Material provided Block Start

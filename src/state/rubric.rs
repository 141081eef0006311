#[cfg(test)]
#[path = "rubric_test.rs"]
mod rubric_test;

use std::collections::HashMap;

use crate::data::rubric::Section;

/// Stable identifier for an assessed area: `(section title, area title)`.
///
/// Keying slider positions by this pair instead of a flat positional array
/// means reordering or inserting areas in the static corpus cannot shift a
/// stored level onto the wrong row.
pub type AreaKey = (&'static str, &'static str);

/// Slider positions for every assessed area in the rubric.
///
/// Lifecycle: zeroed when the rubric view mounts, mutated only by that
/// area's slider, discarded on unmount. Never persisted.
#[derive(Clone, Debug, Default, PartialEq, Eq)]
pub struct RubricState {
    positions: HashMap<AreaKey, usize>,
}

impl RubricState {
    /// All-zero state covering every area of `sections`.
    pub fn for_sections(sections: &[Section]) -> Self {
        let mut positions = HashMap::new();
        for section in sections {
            for area in section.areas() {
                positions.insert((section.title, area.title), 0);
            }
        }
        Self { positions }
    }

    /// Consistency guard against a stale state shape.
    ///
    /// If the stored key set no longer matches the corpus (e.g. after an
    /// edit to the static section data), reset everything to zero. A silent
    /// correction, not a user-visible action.
    pub fn ensure_sections(&mut self, sections: &[Section]) {
        let fresh = Self::for_sections(sections);
        let matches = self.positions.len() == fresh.positions.len()
            && fresh.positions.keys().all(|key| self.positions.contains_key(key));
        if !matches {
            *self = fresh;
        }
    }

    /// Current slider position for `key`, zero for unknown keys.
    pub fn position(&self, key: AreaKey) -> usize {
        self.positions.get(&key).copied().unwrap_or(0)
    }

    /// Store a slider position, capped at the track's top stop.
    ///
    /// The track deliberately has `levels + 1` stops (`0..=levels`), one
    /// more than there are labeled tiers; reads go through
    /// [`display_index`] to pick the tier to show.
    pub fn set_position(&mut self, key: AreaKey, value: usize, levels: usize) {
        self.positions.insert(key, value.min(levels));
    }

    pub fn area_count(&self) -> usize {
        self.positions.len()
    }
}

/// Map a slider position to the description/suggestion tier to display.
///
/// The top stop (`position == levels`) re-displays the last tier instead of
/// indexing out of bounds. That extra stop is intentional behavior carried
/// over from the paper rubric's "beyond maximum" marker position.
pub fn display_index(position: usize, levels: usize) -> usize {
    position.min(levels.saturating_sub(1))
}
//! Page modules for route-level screens.
//!
//! ARCHITECTURE
//! ============
//! Each page owns route-scoped state and delegates rendering details to
//! `components`.

pub mod additional_info;
pub mod rubric;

Material provided Block End

### Your task:
Each line carrying the string "sections" should be copied out from the entries.

### Final answer:
    /// All-zero state covering every area of `sections`.
    pub fn for_sections(sections: &[Section]) -> Self {
        for section in sections {
    pub fn ensure_sections(&mut self, sections: &[Section]) {
        let fresh = Self::for_sections(sections);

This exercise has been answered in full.